Review: Final Fantasy XIV: A Realm Reborn (PS3)

7 mins read
Escape Reality. Live the Fantasy; that’s the slogan plastered on the back of the box. It’s also the statement of intention for Square Enix, who desparately needed this complete remake of the original Final Fantasy XIV to work and to engage people on a very deep level to the point where it becomes a second life. The good news is that Square Enix has largely succeeded. This new Final Fantasy XIV is the kind of game you can lose months to, and fine proof that MMOs can work on console.

Everyone has played an MMO of some kind by now, and the formula is pretty much bedded down. Strewn throughout the world are people in need of your avatar’s skills, whether that be tuned to taking down monsters, playing fetch, or acting as a delivery man. It’s a love-or-hate kind of formula, and certainly the MMO genre has never quite lived up to the promise of living fantasy environments that World of Warcraft hinted at a decade ago, but this tried-and-true structure does efficiently drive players from one region to the next, and when the world is as filled with wonder as Final Fantasy XIV’s world is, being driven through by the nose is hardly something to complain about.

Equally important to a successful MMO is the implementation of an effective, engaging and deep combat system. Final Fantasy XIV nails this too. Admittedly I’m a casual MMO player, but I enjoyed that the combat system was relatively slow and strategic, and the range of abilities that my little hero can unlock have me happily grinding away, knowing that I’m going to unlock new toys to play with on a nicely regular basis. While I never played the original Final Fantasy XIV, I do know that one of the most common complaints was that the pacing was all over the place. From my time in this game I can only assume that fixing pacing issues was one of the major priorities in A Realm Reborn because here I felt it was very well balanced indeed.

Because I am a casual player I’ve been largely content with the adventure itself. I’ve not felt the loss of features like PvP (which is on the way), but I’m well aware that until that PvP patch is released that there are going to be some people that are disappointed by the lack of competitive spirit in A Realm Reborn. With that said there is a real wealth of content in the game as it stands right now. The “escape reality” part of the back of the box slogan would suggest that there needs to be more to Final Fantasy XIV, and there is. I’ve spent hours across the beta and this retail release fishing. I’ve spent hours more wandering around taking screenshots just because I find the environments so compelling.

As with any other MMO there’s the potential for the community to ruin the game, if that community is unpleasant or filled with spam. Thankfully Final Fantasy XIV is, so far, fine. Perhaps that’s because there’s a sizable population playing with PlayStation 3 controllers and unable to type out sentences quickly. That makes having in-depth conversations difficult in the game and real socialisation is difficult to the point where there’s little reason to try, but it does keep the focus of the game firmly on the game, with relatively few unpleasant distractions.

Despite the difficulty in holding conversations, the PlayStation 3 controller does a great job in covering the rest of the game’s controls. A combination of a trigger button and a face button will activate abilities just as hotbars would work on a conventional PC. A second button cycles between “sets” of commands.
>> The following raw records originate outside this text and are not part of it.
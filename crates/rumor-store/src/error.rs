use std::fmt;

#[derive(Debug)]
pub enum StoreError {
    Sqlite(rusqlite::Error),
    Serde(serde_json::Error),
    InvalidData(String),
}

impl fmt::Display for StoreError {
    fn fmt(&self, f: &mut fmt::Formatter<'_>) -> fmt::Result {
        match self {
            StoreError::Sqlite(e) => write!(f, "SQLite error: {e}"),
            StoreError::Serde(e) => write!(f, "serialization error: {e}"),
            StoreError::InvalidData(msg) => write!(f, "invalid data: {msg}"),
        }
    }
}

impl std::error::Error for StoreError {
    fn source(&self) -> Option<&(dyn std::error::Error + 'static)> {
        match self {
            StoreError::Sqlite(e) => Some(e),
            StoreError::Serde(e) => Some(e),
            StoreError::InvalidData(_) => None,
        }
    }
}

impl From<rusqlite::Error> for StoreError {
    fn from(e: rusqlite::Error) -> Self {
        StoreError::Sqlite(e)
    }
}

impl From<serde_json::Error> for StoreError {
    fn from(e: serde_json::Error) -> Self {
        StoreError::Serde(e)
    }
}

pub type Result<T> = std::result::Result<T, StoreError>;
This means 32 commands are available almost instantly, which is more than enough to comfortably navigate through the world and participate in combat.

The other great challenge that A Realm Reborn faces is its monetisation model. At a time where free-to-play seems to be the preferred monetisation model for both consumers and developers/ publishers, going with a subscription model is a controversial choice. That said, there is something to be said about having a game with a constant stream of new content that isn’t constantly demanding that players shell out for all the good stuff. Final Fantasy XI survived for many years on this model, and I’m convinced that XIV can as well – especially now that the rejigged version is of a standard that should sustain a community, and the novelty of having a full-featured MMO on a console is going to earn a community in itself.

What is a little annoying is the game’s initial popularity. I’ve had trouble signing in to my favourite characters because the servers are filled up. For people who are going into the game from the perspective of having something to play for a hour or two before bed, having to sit and wait for a server to become available is wasted time, and I can only recommend that those more casual MMO or Final Fantasy fans wait a month or so for people’s initial 30-day subscription trials to expire. There should be a drop off in terms of numbers then, and that will be the time to jump on board.

Of course, the real strength of any game with the Final Fantasy name attached to it is the Final Fantasy name. A Realm Reborn is packed wall-to-wall with Final Fantasy-style costumes, chocobos, moogles and yet another brilliant music score. For lifelong fans of the Final Fantasy series, such as myself, that theming alone elevates A Realm Reborn above any other MMO on the market.